Pentagon officials consider the incident, discovered in October 2008, to be the most serious breach of the U.S. military’s classified computer systems. The response, over the past three years, transformed the government’s approach to cybersecurity, galvanizing the creation of a new military command charged with bolstering the military’s computer defenses and preparing for eventual offensive operations.

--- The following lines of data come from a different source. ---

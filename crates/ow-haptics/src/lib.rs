pub mod device;
mod error;
mod manager;
mod memory;
mod vibe;

pub use device::{actuator_level, ActuatorInfo, DeviceInfo, DeviceLink, LinkEvent};
pub use error::{DeviceError, PatternError};
pub use manager::{IntensityManager, ManagerSettings, INTENSITY_DECIMALS};
pub use memory::{Command, MemoryLink};
pub use vibe::{Lifetime, Pattern, Step, Vibe, PERMANENT_STEP};
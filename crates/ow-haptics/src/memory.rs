use crate::{ActuatorInfo, DeviceError, DeviceInfo, DeviceLink, LinkEvent};
use async_trait::async_trait;
use std::collections::HashSet;
use std::sync::{Mutex, MutexGuard};

/// One actuator command as received by a [`MemoryLink`]
#[derive(Debug, Clone, Copy, PartialEq)]
pub struct Command {
    pub device: u32,
    pub actuator: usize,
    pub intensity: f64,
}

#[derive(Debug, Default)]
struct State {
    connected: bool,
    devices: Vec<DeviceInfo>,
    commands: Vec<Command>,
    stops: Vec<u32>,
    failing: HashSet<u32>,
    events: Vec<LinkEvent>,
}

/// In-process device link that records everything sent to it.
///
/// Backs `--virtual-devices` and the tests.
#[derive(Debug)]
pub struct MemoryLink {
    state: Mutex<State>,
}

impl Default for MemoryLink {
    fn default() -> Self {
        Self::with_devices(Vec::new())
    }
}

impl MemoryLink {
    pub fn with_devices(devices: Vec<DeviceInfo>) -> Self {
        Self {
            state: Mutex::new(State {
                connected: true,
                devices,
                ..State::default()
            }),
        }
    }

    /// `count` simulated vibrators with one 20-step actuator each
    pub fn virtual_devices(count: u32) -> Self {
        Self::with_devices(
            (0..count)
                .map(|i| Self::device(i, &format!("Virtual Vibrator {}", i + 1), &[20]))
                .collect(),
        )
    }

    pub fn device(id: u32, name: &str, step_counts: &[u32]) -> DeviceInfo {
        DeviceInfo {
            id,
            name: name.to_string(),
            actuators: step_counts
                .iter()
                .map(|&step_count| ActuatorInfo { step_count })
                .collect(),
        }
    }

    fn state(&self) -> MutexGuard<'_, State> {
        self.state.lock().unwrap_or_else(|e| e.into_inner())
    }

    pub fn set_connected(&self, connected: bool) {
        let mut state = self.state();
        if state.connected != connected {
            state.connected = connected;
            state.events.push(if connected {
                LinkEvent::Connected
            } else {
                LinkEvent::Disconnected
            });
        }
    }

    pub fn add_device(&self, device: DeviceInfo) {
        let mut state = self.state();
        state.events.push(LinkEvent::DeviceAdded(device.clone()));
        state.devices.push(device);
    }

    pub fn remove_device(&self, id: u32) {
        let mut state = self.state();
        state.devices.retain(|d| d.id != id);
        state.events.push(LinkEvent::DeviceRemoved(id));
    }

    /// Make every command to `id` fail
    pub fn fail_device(&self, id: u32) {
        self.state().failing.insert(id);
    }

    pub fn commands(&self) -> Vec<Command> {
        self.state().commands.clone()
    }

    pub fn stops(&self) -> Vec<u32> {
        self.state().stops.clone()
    }

    /// Latest level sent to each actuator of `device`
    pub fn levels(&self, device: u32) -> Vec<f64> {
        let state = self.state();
        let Some(info) = state.devices.iter().find(|d| d.id == device) else {
            return Vec::new();
        };
        (0..info.actuators.len())
            .map(|a| {
                state
                    .commands
                    .iter()
                    .rev()
                    .find(|c| c.device == device && c.actuator == a)
                    .map_or(0.0, |c| c.intensity)
            })
            .collect()
    }
}

#[async_trait]
impl DeviceLink for MemoryLink {
    fn is_connected(&self) -> bool {
        self.state().connected
    }

    async fn list_devices(&self) -> Result<Vec<DeviceInfo>, DeviceError> {
        let state = self.state();
        if !state.connected {
            return Err(DeviceError::Disconnected);
        }
        Ok(state.devices.clone())
    }

    async fn command_actuator(
        &self,
        device: u32,
        actuator: usize,
        intensity: f64,
    ) -> Result<(), DeviceError> {
        let mut state = self.state();
        if !state.connected {
            return Err(DeviceError::Disconnected);
        }
        if !state.devices.iter().any(|d| d.id == device) {
            return Err(DeviceError::UnknownDevice(device));
        }
        if state.failing.contains(&device) {
            return Err(DeviceError::Rejected {
                device,
                reason: "simulated failure".to_string(),
            });
        }
        state.commands.push(Command {
            device,
            actuator,
            intensity,
        });
        Ok(())
    }

    async fn stop_device(&self, device: u32) -> Result<(), DeviceError> {
        let mut state = self.state();
        if !state.connected {
            return Err(DeviceError::Disconnected);
        }
        state.stops.push(device);
        Ok(())
    }

    fn poll_events(&self) -> Vec<LinkEvent> {
        std::mem::take(&mut self.state().events)
    }
}
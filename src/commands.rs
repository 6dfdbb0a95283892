use serde::Serialize;
use std::str::FromStr;
use std::sync::atomic::{AtomicBool, Ordering};
use std::sync::Arc;
use std::time::Duration;
use thiserror::Error;
use tokio::io::{AsyncBufReadExt, BufReader};
use tokio::sync::mpsc;
use tokio::task::JoinHandle;
use tracing::{error, info, warn};

use ow_data::HeroId;

use crate::error::ConfigError;
use crate::pipeline::{Pipeline, ProgramStatus};

/// Something the user asked the host to do
#[derive(Debug, Clone, Copy, PartialEq, Eq)]
pub enum HostCommand {
    Start,
    Stop,
    EmergencyStop,
    Hero(HeroId),
    Auto(bool),
    Status,
    Quit,
}

#[derive(Debug, Error, PartialEq, Eq)]
pub enum CommandParseError {
    #[error("empty command")]
    Empty,
    #[error("unknown command '{0}'")]
    Unknown(String),
    #[error("usage: {0}")]
    Usage(&'static str),
    #[error("unknown hero: {0}")]
    UnknownHero(String),
}

impl FromStr for HostCommand {
    type Err = CommandParseError;

    fn from_str(line: &str) -> Result<Self, Self::Err> {
        let mut words = line.split_whitespace();
        let Some(verb) = words.next() else {
            return Err(CommandParseError::Empty);
        };
        let rest: Vec<&str> = words.collect();

        let cmd = match (verb.to_ascii_lowercase().as_str(), rest.as_slice()) {
            ("start", []) => HostCommand::Start,
            ("stop", []) => HostCommand::Stop,
            ("estop", []) => HostCommand::EmergencyStop,
            ("status", []) => HostCommand::Status,
            ("quit" | "exit", []) => HostCommand::Quit,
            ("hero", [name]) => HostCommand::Hero(
                name.parse()
                    .map_err(|_| CommandParseError::UnknownHero(name.to_string()))?,
            ),
            ("hero", _) => return Err(CommandParseError::Usage("hero <name>")),
            ("auto", [flag]) => match flag.to_ascii_lowercase().as_str() {
                "on" => HostCommand::Auto(true),
                "off" => HostCommand::Auto(false),
                _ => return Err(CommandParseError::Usage("auto on|off")),
            },
            ("auto", _) => return Err(CommandParseError::Usage("auto on|off")),
            ("start" | "stop" | "estop" | "status" | "quit" | "exit", _) => {
                return Err(CommandParseError::Usage("command takes no arguments"))
            }
            _ => return Err(CommandParseError::Unknown(verb.to_string())),
        };
        Ok(cmd)
    }
}

/// What the host shows on `status`
#[derive(Debug, Clone, Serialize)]
pub struct StatusSnapshot {
    pub device_count: usize,
    pub current_intensity: f64,
    pub applied_intensity: f64,
    pub status: ProgramStatus,
    pub hero: HeroId,
    pub auto_detect: bool,
}

#[derive(Debug, Clone, Copy, PartialEq, Eq)]
pub enum Flow {
    Continue,
    Quit,
}

/// Routes host commands to the pipeline.
///
/// Without a pipeline (bad config) only `status` and `quit` do anything.
pub struct Host {
    pipeline: Option<Pipeline>,
    estop: Arc<AtomicBool>,
}

impl Host {
    pub fn new(pipeline: Pipeline, estop: Arc<AtomicBool>) -> Self {
        Self {
            pipeline: Some(pipeline),
            estop,
        }
    }

    pub fn config_error(err: &ConfigError, estop: Arc<AtomicBool>) -> Self {
        error!("Config error: {}", err);
        Self {
            pipeline: None,
            estop,
        }
    }

    pub fn pipeline(&self) -> Option<&Pipeline> {
        self.pipeline.as_ref()
    }

    pub fn tick_interval(&self) -> Duration {
        self.pipeline
            .as_ref()
            .map_or(Duration::from_secs(1), Pipeline::tick_interval)
    }

    pub fn status(&self) -> StatusSnapshot {
        match &self.pipeline {
            Some(p) => StatusSnapshot {
                device_count: p.device_count(),
                current_intensity: p.manager().current_intensity(),
                applied_intensity: p.manager().applied_intensity(),
                status: p.status(),
                hero: p.tracker().hero().id(),
                auto_detect: p.tracker().hero_auto_detect(),
            },
            None => StatusSnapshot {
                device_count: 0,
                current_intensity: 0.0,
                applied_intensity: 0.0,
                status: ProgramStatus::ConfigError,
                hero: HeroId::Other,
                auto_detect: false,
            },
        }
    }

    pub async fn tick(&mut self, now: f64) {
        if let Some(p) = self.pipeline.as_mut() {
            p.tick(now).await;
        }
    }

    pub async fn handle(&mut self, cmd: HostCommand, now: f64) -> Flow {
        match cmd {
            HostCommand::Quit => return Flow::Quit,
            HostCommand::Status => {
                match serde_json::to_string(&self.status()) {
                    Ok(json) => println!("{}", json),
                    Err(e) => warn!("Failed to encode status: {}", e),
                }
                return Flow::Continue;
            }
            _ => {}
        }

        let Some(p) = self.pipeline.as_mut() else {
            warn!("Fix the config and restart; only 'status' and 'quit' are available");
            return Flow::Continue;
        };

        match cmd {
            HostCommand::Start => {
                if let Err(e) = p.start() {
                    warn!("Cannot start: {}", e);
                }
            }
            HostCommand::Stop => {
                if let Err(e) = p.stop(now).await {
                    warn!("Stop incomplete: {}", e);
                }
            }
            HostCommand::EmergencyStop => {
                self.estop.store(true, Ordering::SeqCst);
            }
            HostCommand::Hero(hero) => p.select_hero(hero),
            HostCommand::Auto(enabled) => {
                p.set_auto_detect(enabled);
                info!("Hero auto-detect {}", if enabled { "on" } else { "off" });
            }
            HostCommand::Status | HostCommand::Quit => {}
        }
        Flow::Continue
    }

    /// Leave every device stopped before exiting
    pub async fn shutdown(&mut self, now: f64) {
        if let Some(p) = self.pipeline.as_mut() {
            if let Err(e) = p.stop(now).await {
                warn!("Failed to stop devices on exit: {}", e);
            }
        }
    }
}

/// Forward stdin lines as commands until stdin closes
pub fn spawn_stdin_reader(tx: mpsc::Sender<HostCommand>) -> JoinHandle<()> {
    tokio::spawn(async move {
        let mut lines = BufReader::new(tokio::io::stdin()).lines();
        loop {
            match lines.next_line().await {
                Ok(Some(line)) if line.trim().is_empty() => continue,
                Ok(Some(line)) => match line.parse::<HostCommand>() {
                    Ok(cmd) => {
                        if tx.send(cmd).await.is_err() {
                            break;
                        }
                    }
                    Err(e) => warn!("{}", e),
                },
                Ok(None) => {
                    info!("stdin closed; Ctrl-C to stop, twice to quit");
                    break;
                }
                Err(e) => {
                    warn!("Failed to read stdin: {}", e);
                    break;
                }
            }
        }
    })
}

/// First Ctrl-C raises the emergency stop, the next one quits
pub fn spawn_ctrl_c(estop: Arc<AtomicBool>, tx: mpsc::Sender<HostCommand>) -> JoinHandle<()> {
    tokio::spawn(async move {
        let mut pressed = false;
        while tokio::signal::ctrl_c().await.is_ok() {
            if pressed {
                let _ = tx.send(HostCommand::Quit).await;
                break;
            }
            pressed = true;
            warn!("Emergency stop requested (Ctrl-C again to quit)");
            estop.store(true, Ordering::SeqCst);
        }
    })
}
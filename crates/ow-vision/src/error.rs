use std::path::PathBuf;
use thiserror::Error;

/// Failures of the template-matching backend.
///
/// Template errors surface while loading at startup; the rest can only
/// happen mid-session and end it.
#[derive(Debug, Error)]
pub enum VisionError {
    #[error("missing template '{name}' (expected {})", path.display())]
    MissingTemplate { name: String, path: PathBuf },

    #[error("malformed template '{name}': {reason}")]
    MalformedTemplate { name: String, reason: String },

    #[error("no region named '{0}'")]
    UnknownRegion(String),

    #[error("template '{name}' ({template_size:?}) does not fit its region ({region_size:?})")]
    TemplateTooLarge {
        name: String,
        template_size: (u32, u32),
        region_size: (u32, u32),
    },

    #[error("no frame has been captured yet")]
    NoFrame,
}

The efforts to neutralize the malware, through an operation code-named Buckshot Yankee, also demonstrated the importance of computer espionage in devising effective responses to cyberthreats.
But the breach and its aftermath also have opened a rare window into the legal concerns and bureaucratic tensions that affect military operations in an arena where the United States faces increasingly sophisticated threats. Like the running debates over the use of drones and other evolving military technologies, rapid advances in computing capability are forcing complex deliberations over the appropriate use of new tools and weapons.
This article, which contains previously undisclosed information on the extent of the infection, the nature of the response and the fractious policy debate it inspired, is based on interviews with two dozen current and former U.S. officials and others with knowledge of the operation. Many of them assert that while the military has a growing technical capacity to operate in cyberspace, it lacks authority to defend civilian networks effectively.
“The danger is not so much that cyber capabilities will be used without warning by some crazy general,” said Stewart A. Baker, a former NSA general counsel. “The real worry is they won’t be used at all because the generals don’t know what the rules are.”
A furious investigation
The malware that provoked Buckshot Yankee had circulated on the Internet for months without causing alarm, as just one threat among many. Then it showed up on the military computers of a NATO government in June 2008, according to Mikko Hypponen, chief research officer of a Finnish firm that analyzed the intruder.